Have you ever thought you can’t keep plants alive to save your life? Some folks swear they have a brown thumb when it comes to growing anything, outside or indoors.

We’ve all been there before- we either tried too hard or we did absolutely nothing and the walk with a dead plant to the dumpster is the closest to a walk of shame that most will experience. Here is one that will prove that you are NOT a plant killer.

The thing is, there are plants that thrive on neglect and others that need to be watered once a month or less. Start with those! The first step is building up your confidence and seeing proof that you CAN keep a plant alive. If you are looking for a houseplant that is virtually kill-proof, look no further than a pothos.

Pothos, commonly called Devil’s Ivy thanks to its vigorous growth and its penchant for bouncing back to life even in the worst conditions, is easy to care for and undemanding. It’s an easy way to add some green to your home. These plants enjoy a wide range of environments. They do well in bright indirect light as well as low light and can be grown in dry soil or in vases of water. They will thrive in nutrient-rich soil but do almost as well in nutrient-poor soil. Pothos plants make a great addition to your bathroom or office because they can tolerate low light.

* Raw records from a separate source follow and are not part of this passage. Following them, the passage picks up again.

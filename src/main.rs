//! # WebM Converter - Main Entry Point
//!
//! ## Execution flow:
//! 1. Parse CLI arguments (source, dest, quality, range, workers, ...)
//! 2. Set up `tracing` logging (INFO, DEBUG with `--verbose`, or `RUST_LOG`)
//! 3. Load the configuration file and apply CLI overrides
//! 4. Check that the encoder binary is reachable
//! 5. Discover files and run the batch
//! 6. Print the `{success}/{total}` summary once the bar is cleared
//!
//! Configuration and discovery errors exit with a non-zero status. Failed
//! files are reported but do not change the exit status.
//!
//! ## Examples:
//! ```bash
//! webmconv --source /path/to/videos --dest /path/to/output --quality max
//! webmconv --source /path/to/video.mp4 --quality medium --range 1:02-2:30
//! webmconv -s /path/to/videos -q low -r 0-30s
//! ```

use anyhow::Result;
use clap::Parser;
use std::path::{Path, PathBuf};
use std::sync::Arc;
use tracing::{debug, info, warn};
use tracing_subscriber::EnvFilter;

use webm_converter::{
    platform::PlatformCommands,
    progress::{LogWriter, ProgressManager},
    BatchConverter, BatchJob, Config, FfmpegEncoder, Quality,
};

#[derive(Parser)]
#[command(name = "webmconv")]
#[command(about = "Convert video and GIF files to WebM format using FFmpeg")]
struct Args {
    /// File to convert, or directory containing the files to convert
    #[arg(short, long)]
    source: PathBuf,

    /// Directory to save the converted files (default: same directory as the source)
    #[arg(short, long)]
    dest: Option<PathBuf>,

    /// Quality level for conversion [default: medium]
    #[arg(short, long, value_enum)]
    quality: Option<Quality>,

    /// Time range start-end (e.g. 0-100s, 10-50s, 1:02-2:30, 1:10:30-2:15:20)
    #[arg(short, long, allow_hyphen_values = true)]
    range: Option<String>,

    /// Number of concurrent conversions [default: 4]
    #[arg(short, long)]
    workers: Option<usize>,

    /// Encoder binary name or path [default: ffmpeg]
    #[arg(long)]
    encoder: Option<String>,

    /// Give up on a file after this many seconds
    #[arg(long)]
    timeout: Option<u64>,

    /// Configuration file (JSON)
    #[arg(short, long)]
    config: Option<PathBuf>,

    /// Do not draw the progress bar
    #[arg(long)]
    no_progress: bool,

    /// Write the effective settings to the configuration file, then convert
    #[arg(long)]
    save_config: bool,

    /// Verbose logging
    #[arg(short, long)]
    verbose: bool,
}

impl Args {
    /// Flags given on the command line win over the configuration file
    fn apply(&self, config: &mut Config) {
        if let Some(ref dest) = self.dest {
            config.output_path = Some(dest.clone());
        }
        if let Some(quality) = self.quality {
            config.quality = quality;
        }
        if let Some(ref range) = self.range {
            config.range = Some(range.clone());
        }
        if let Some(workers) = self.workers {
            config.workers = workers;
        }
        if let Some(ref encoder) = self.encoder {
            config.encoder = encoder.clone();
        }
        if self.timeout.is_some() {
            config.encoder_timeout_secs = self.timeout;
        }
        if self.no_progress {
            config.show_progress = false;
        }
    }
}

fn init_logging(verbose: bool, writer: LogWriter) -> Result<()> {
    let filter = EnvFilter::try_from_default_env()
        .unwrap_or_else(|_| EnvFilter::new(if verbose { "debug" } else { "info" }));

    let subscriber = tracing_subscriber::fmt()
        .with_env_filter(filter)
        .with_writer(writer)
        .finish();

    tracing::subscriber::set_global_default(subscriber)?;
    Ok(())
}

/// An explicit `--config` must exist, unless it is about to be written
async fn load_config(explicit: Option<&Path>, allow_missing: bool) -> Result<Config> {
    match explicit {
        Some(path) => {
            if !path.exists() && !allow_missing {
                return Err(anyhow::anyhow!("Config file does not exist: {}", path.display()));
            }
            Config::from_file(path).await
        }
        None => match Config::default_path() {
            Some(path) => Config::from_file(&path).await,
            None => Ok(Config::default()),
        },
    }
}

#[tokio::main]
async fn main() -> Result<()> {
    let args = Args::parse();
    let log_writer = LogWriter::new();
    init_logging(args.verbose, log_writer.clone())?;

    let mut config = load_config(args.config.as_deref(), args.save_config).await?;
    args.apply(&mut config);
    config.validate()?;

    if args.save_config {
        match args.config.clone().or_else(Config::default_path) {
            Some(path) => {
                config.save_to_file(&path).await?;
                info!("Saved configuration to {}", path.display());
            }
            None => warn!("No configuration directory on this system, settings not saved"),
        }
    }

    let platform = PlatformCommands::instance();
    debug!("System: {}", PlatformCommands::system_info());
    let encoder_path = platform.resolve(&config.encoder)?;

    let job = BatchJob::discover(&args.source, &config)?;
    info!("Starting conversion in: {}", job.source_root().display());
    info!("Output directory: {}", job.dest_root().display());

    let progress = if config.show_progress && !job.files().is_empty() {
        ProgressManager::new(job.files().len() as u64)
    } else {
        ProgressManager::hidden()
    };
    log_writer.attach(&progress);

    let encoder = FfmpegEncoder::new(encoder_path).with_timeout(config.encoder_timeout());
    let result = BatchConverter::new(job, Arc::new(encoder))
        .with_progress(progress)
        .run()
        .await;

    println!("\nConversion finished. {}.", result.format_summary());
    if !result.all_succeeded() {
        eprintln!("Failed files:");
        for failure in result.failures() {
            eprintln!("  {}: {}", failure.path.display(), failure.reason);
        }
        if result.unaccounted() > 0 {
            warn!("{} files never reported a result", result.unaccounted());
        }
    }

    Ok(())
}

While pothos likes a wide variety of light conditions, they do not do well in direct sunlight. If your pothos is highly variegated — particularly variegated with white — they may either not grow as well in low light or may lose their variegation if the light is too low. Only the green parts of the leaves can make energy for the plant, so it must be able to get enough light for energy or its growth will slow or the leaves will compensate for the lack of light by becoming more green.

Pothos is very popular due to the fact that it can be grown in water or in dry soil. Cuttings can be taken from a mother plant and rooted in water and kept in water as a houseplant. This is convenient for placing a pothos plant in hard-to-reach areas in a jug of water where it can remain untouched as long as water remains in the jug. On the opposite end, pothos can also be started in soil and will tolerate moderate periods of dry soil with little effect to the plant. Oddly enough, cuttings started in one growing medium have a hard time switching to the other. So, a pothos plant started in soil has a hard time thriving if moved to water, and a pothos cutting started in water will not do very well in soil, especially if it has spent a long period of time growing in water.